• AIM OF THE EXERCISE: Go through the data underneath and copy every line exactly.

• SUPPLIED DATA:

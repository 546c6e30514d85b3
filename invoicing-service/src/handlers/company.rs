use axum::{extract::State, Json};
use service_core::error::AppError;
use tracing::info;

use crate::dtos::company::{InvoiceSettingsRequest, UpdateCompanyRequest};
use crate::dtos::ErrorResponse;
use crate::middleware::CurrentActor;
use crate::models::{Company, UpdateCompany};
use crate::services::{activity, Actor};
use crate::utils::ValidatedJson;
use crate::AppState;

async fn apply(state: &AppState, actor: &Actor, input: UpdateCompany, action: &str) -> Result<Company, AppError> {
    let company = state
        .store
        .update_company(actor.company_id(), &input)
        .await?
        .ok_or_else(|| AppError::NotFound(anyhow::anyhow!("Company not found")))?;

    info!(company_id = %company.company_id, action, "Company updated");
    activity::record(
        state.store.as_ref(),
        actor.activity(action).entity("company", company.company_id),
    )
    .await;
    Ok(company)
}

/// The caller's company
#[utoipa::path(
    get,
    path = "/company",
    responses(
        (status = 200, description = "Company profile", body = Company),
        (status = 401, description = "Not authenticated", body = ErrorResponse)
    ),
    security(("bearer_auth" = [])),
    tag = "Company"
)]
pub async fn get_company(CurrentActor(actor): CurrentActor) -> Json<Company> {
    Json(actor.company)
}

/// Update company details shown on invoices
#[utoipa::path(
    put,
    path = "/company",
    request_body = UpdateCompanyRequest,
    responses(
        (status = 200, description = "Company updated", body = Company),
        (status = 422, description = "Validation error", body = ErrorResponse)
    ),
    security(("bearer_auth" = [])),
    tag = "Company"
)]
pub async fn update_company(
    State(state): State<AppState>,
    CurrentActor(actor): CurrentActor,
    ValidatedJson(req): ValidatedJson<UpdateCompanyRequest>,
) -> Result<Json<Company>, AppError> {
    let company = apply(&state, &actor, req.into(), "company_update").await?;
    Ok(Json(company))
}

/// Update numbering, payment terms and invoice appearance
#[utoipa::path(
    put,
    path = "/company/invoice-settings",
    request_body = InvoiceSettingsRequest,
    responses(
        (status = 200, description = "Settings updated", body = Company),
        (status = 400, description = "Counter cannot move backwards", body = ErrorResponse),
        (status = 422, description = "Validation error", body = ErrorResponse)
    ),
    security(("bearer_auth" = [])),
    tag = "Company"
)]
pub async fn update_invoice_settings(
    State(state): State<AppState>,
    CurrentActor(actor): CurrentActor,
    ValidatedJson(req): ValidatedJson<InvoiceSettingsRequest>,
) -> Result<Json<Company>, AppError> {
    let company = apply(&state, &actor, req.into(), "invoice_settings_update").await?;
    Ok(Json(company))
}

• OUTPUT FOR THIS TASK:
repository 546c6e30514d85b3
filename invoicing-service/src/handlers/company.rs
use axum::{extract::State, Json};
use service_core::error::AppError;
use tracing::info;

use crate::dtos::company::{InvoiceSettingsRequest, UpdateCompanyRequest};
use crate::dtos::ErrorResponse;
use crate::middleware::CurrentActor;
use crate::models::{Company, UpdateCompany};
use crate::services::{activity, Actor};
use crate::utils::ValidatedJson;
use crate::AppState;

async fn apply(state: &AppState, actor: &Actor, input: UpdateCompany, action: &str) -> Result<Company, AppError> {
    let company = state
        .store
        .update_company(actor.company_id(), &input)
        .await?
        .ok_or_else(|| AppError::NotFound(anyhow::anyhow!("Company not found")))?;

    info!(company_id = %company.company_id, action, "Company updated");
    activity::record(
        state.store.as_ref(),
        actor.activity(action).entity("company", company.company_id),
    )
    .await;
    Ok(company)
}

/// The caller's company
#[utoipa::path(
    get,
    path = "/company",
    responses(
        (status = 200, description = "Company profile", body = Company),
        (status = 401, description = "Not authenticated", body = ErrorResponse)
    ),
    security(("bearer_auth" = [])),
    tag = "Company"
)]
pub async fn get_company(CurrentActor(actor): CurrentActor) -> Json<Company> {
    Json(actor.company)
}

/// Update company details shown on invoices
#[utoipa::path(
    put,
    path = "/company",
    request_body = UpdateCompanyRequest,
    responses(
        (status = 200, description = "Company updated", body = Company),
        (status = 422, description = "Validation error", body = ErrorResponse)
    ),
    security(("bearer_auth" = [])),
    tag = "Company"
)]
pub async fn update_company(
    State(state): State<AppState>,
    CurrentActor(actor): CurrentActor,
    ValidatedJson(req): ValidatedJson<UpdateCompanyRequest>,
) -> Result<Json<Company>, AppError> {
    let company = apply(&state, &actor, req.into(), "company_update").await?;
    Ok(Json(company))
}

/// Update numbering, payment terms and invoice appearance
#[utoipa::path(
    put,
    path = "/company/invoice-settings",
    request_body = InvoiceSettingsRequest,
    responses(
        (status = 200, description = "Settings updated", body = Company),
        (status = 400, description = "Counter cannot move backwards", body = ErrorResponse),
        (status = 422, description = "Validation error", body = ErrorResponse)
    ),
    security(("bearer_auth" = [])),
    tag = "Company"
)]
pub async fn update_invoice_settings(
    State(state): State<AppState>,
    CurrentActor(actor): CurrentActor,
    ValidatedJson(req): ValidatedJson<InvoiceSettingsRequest>,
) -> Result<Json<Company>, AppError> {
    let company = apply(&state, &actor, req.into(), "invoice_settings_update").await?;
    Ok(Json(company))
}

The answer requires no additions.